_Records supplied_
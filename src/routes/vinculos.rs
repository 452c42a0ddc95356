// src/routes/vinculos.rs
//
// Client ↔ contact links. Each link owns one `relatorio_envios` row whose
// `nome_falado_dono` tells the report sender whether it is talking to the
// principal contact or to a secondary one.

use axum::{extract::{Path, State}, Json};
use serde::Deserialize;
use sqlx::{query, query_as, PgPool, Postgres, Transaction};
use uuid::Uuid;

use crate::auth::AuthUser;
use crate::error::{map_db_conflict, AppResult};
use crate::models::{Deleted, Vinculo, VinculoComCliente, VinculoComContato};
use crate::{fields, AppState};

pub const SECONDARY_CONTACT_SUFFIX: &str = " (Contato-Vinculado)";

#[derive(Debug, Deserialize)]
pub struct CreateVinculoBody {
    pub cliente_id: Uuid,
    pub contato_id: Uuid,
    #[serde(default)] pub contato_principal: bool,
    pub cargo_no_cliente: Option<String>,
    pub observacoes_relacionamento: Option<String>,
}

pub fn spoken_owner_name(nome_completo: &str, principal: bool) -> String {
    let nome = nome_completo.trim();
    if principal {
        nome.to_string()
    } else {
        format!("{nome}{SECONDARY_CONTACT_SUFFIX}")
    }
}

// GET /api/v1/clientes/:id/contatos
pub async fn list_by_cliente(
    _user: AuthUser,
    State(state): State<AppState>,
    Path(cliente_id): Path<Uuid>,
) -> AppResult<Json<Vec<VinculoComContato>>> {
    let rows = links_for_cliente(&state.pool, cliente_id).await?;
    Ok(Json(rows))
}

// GET /api/v1/contatos/:id/clientes
pub async fn list_by_contato(
    _user: AuthUser,
    State(state): State<AppState>,
    Path(contato_id): Path<Uuid>,
) -> AppResult<Json<Vec<VinculoComCliente>>> {
    let rows = query_as::<_, VinculoComCliente>(
        r#"
        SELECT v.id, v.cliente_id, v.contato_id, v.contato_principal, v.cargo_no_cliente, v.created_at,
               c.razao_social AS cliente_razao_social,
               c.tipo_cliente AS cliente_tipo_cliente
        FROM public.crm_clientes_contatos v
        JOIN public.crm_clientes c ON c.id = v.cliente_id
        WHERE v.contato_id = $1
        ORDER BY v.created_at
        "#
    )
    .bind(contato_id)
    .fetch_all(&state.pool).await?;
    Ok(Json(rows))
}

// POST /api/v1/vinculos
pub async fn create_vinculo(
    _user: AuthUser,
    State(state): State<AppState>,
    Json(b): Json<CreateVinculoBody>,
) -> AppResult<Json<Vinculo>> {
    let vinculo = query_as::<_, Vinculo>(
        r#"
        INSERT INTO public.crm_clientes_contatos
          (cliente_id, contato_id, contato_principal, cargo_no_cliente, observacoes_relacionamento)
        VALUES ($1,$2,$3,$4,$5)
        RETURNING *
        "#
    )
    .bind(b.cliente_id)
    .bind(b.contato_id)
    .bind(b.contato_principal)
    .bind(fields::text(b.cargo_no_cliente))
    .bind(fields::text(b.observacoes_relacionamento))
    .fetch_one(&state.pool)
    .await
    .map_err(|e| map_db_conflict(e, "Este contato já está vinculado a este cliente"))?;

    // the link stands even if the delivery row cannot be created
    if let Err(e) = ensure_delivery_row(&state.pool, &vinculo).await {
        tracing::warn!(vinculo_id = %vinculo.id, error = %e, "could not create relatorio_envios row");
    }

    Ok(Json(vinculo))
}

// DELETE /api/v1/vinculos/:id
pub async fn delete_vinculo(
    _user: AuthUser,
    State(state): State<AppState>,
    Path(id): Path<Uuid>,
) -> AppResult<Json<Deleted>> {
    let mut tx = state.pool.begin().await?;

    let removed: Option<(Uuid, Uuid)> = query_as(
        r#"DELETE FROM public.crm_clientes_contatos WHERE id = $1 RETURNING cliente_id, contato_id"#
    )
    .bind(id)
    .fetch_optional(&mut *tx).await?;

    if let Some((cliente_id, contato_id)) = removed {
        query(r#"DELETE FROM public.relatorio_envios WHERE cliente_id = $1 AND contato_id = $2"#)
            .bind(cliente_id)
            .bind(contato_id)
            .execute(&mut *tx).await?;
    }

    tx.commit().await?;
    Ok(Json(Deleted { deleted: removed.is_some() }))
}

// POST /api/v1/vinculos/:id/principal
pub async fn set_principal(
    _user: AuthUser,
    State(state): State<AppState>,
    Path(id): Path<Uuid>,
) -> AppResult<Json<Vec<VinculoComContato>>> {
    let mut tx = state.pool.begin().await?;

    let (cliente_id,): (Uuid,) =
        query_as(r#"SELECT cliente_id FROM public.crm_clientes_contatos WHERE id = $1"#)
            .bind(id)
            .fetch_one(&mut *tx).await?;

    // exactly one principal per client
    query(
        r#"UPDATE public.crm_clientes_contatos SET contato_principal = (id = $1) WHERE cliente_id = $2"#
    )
    .bind(id)
    .bind(cliente_id)
    .execute(&mut *tx).await?;

    rename_delivery_owners(&mut tx, cliente_id).await?;
    tx.commit().await?;

    tracing::info!(vinculo_id = %id, cliente_id = %cliente_id, "principal contact changed");
    let rows = links_for_cliente(&state.pool, cliente_id).await?;
    Ok(Json(rows))
}

async fn links_for_cliente(pool: &PgPool, cliente_id: Uuid) -> Result<Vec<VinculoComContato>, sqlx::Error> {
    query_as::<_, VinculoComContato>(
        r#"
        SELECT v.id, v.cliente_id, v.contato_id, v.contato_principal, v.cargo_no_cliente,
               v.observacoes_relacionamento, v.created_at,
               c.nome_completo AS contato_nome_completo,
               c.cargo         AS contato_cargo,
               c.celular       AS contato_celular,
               c.email         AS contato_email
        FROM public.crm_clientes_contatos v
        JOIN public.crm_contatos c ON c.id = v.contato_id
        WHERE v.cliente_id = $1
        ORDER BY v.contato_principal DESC, c.nome_completo
        "#
    )
    .bind(cliente_id)
    .fetch_all(pool)
    .await
}

async fn ensure_delivery_row(pool: &PgPool, v: &Vinculo) -> Result<(), sqlx::Error> {
    let (exists,): (bool,) = query_as(
        r#"SELECT EXISTS(SELECT 1 FROM public.relatorio_envios WHERE cliente_id = $1 AND contato_id = $2)"#
    )
    .bind(v.cliente_id)
    .bind(v.contato_id)
    .fetch_one(pool).await?;
    if exists {
        return Ok(());
    }

    let (nome,): (String,) = query_as(r#"SELECT nome_completo FROM public.crm_contatos WHERE id = $1"#)
        .bind(v.contato_id)
        .fetch_one(pool).await?;

    query(
        r#"
        INSERT INTO public.relatorio_envios (cliente_id, contato_id, nome_falado_dono, status_envio, viewed)
        VALUES ($1, $2, $3, 'pendente', false)
        "#
    )
    .bind(v.cliente_id)
    .bind(v.contato_id)
    .bind(spoken_owner_name(&nome, v.contato_principal))
    .execute(pool).await?;
    Ok(())
}

async fn rename_delivery_owners(
    tx: &mut Transaction<'_, Postgres>,
    cliente_id: Uuid,
) -> Result<(), sqlx::Error> {
    let links: Vec<(Uuid, bool, String)> = query_as(
        r#"
        SELECT v.contato_id, v.contato_principal, c.nome_completo
        FROM public.crm_clientes_contatos v
        JOIN public.crm_contatos c ON c.id = v.contato_id
        WHERE v.cliente_id = $1
        "#
    )
    .bind(cliente_id)
    .fetch_all(&mut **tx).await?;

    for (contato_id, principal, nome) in links {
        query(
            r#"UPDATE public.relatorio_envios SET nome_falado_dono = $3 WHERE cliente_id = $1 AND contato_id = $2"#
        )
        .bind(cliente_id)
        .bind(contato_id)
        .bind(spoken_owner_name(&nome, principal))
        .execute(&mut **tx).await?;
    }
    Ok(())
}

#[cfg(test)]
mod tests {
    use super::*;

    #[test]
    fn secondary_contacts_are_marked() {
        assert_eq!(spoken_owner_name(" Joana Lima ", true), "Joana Lima");
        assert_eq!(spoken_owner_name("Joana Lima", false), "Joana Lima (Contato-Vinculado)");
    }
}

_Assigned task_
All lines from the beginning of the entries through the line marked "talking to the" are to be output exactly; nothing else belongs in the answer.

_Response_
filename src/routes/vinculos.rs
repository 452c42a0ddc95356
// src/routes/vinculos.rs
//
// Client ↔ contact links. Each link owns one `relatorio_envios` row whose
// `nome_falado_dono` tells the report sender whether it is talking to the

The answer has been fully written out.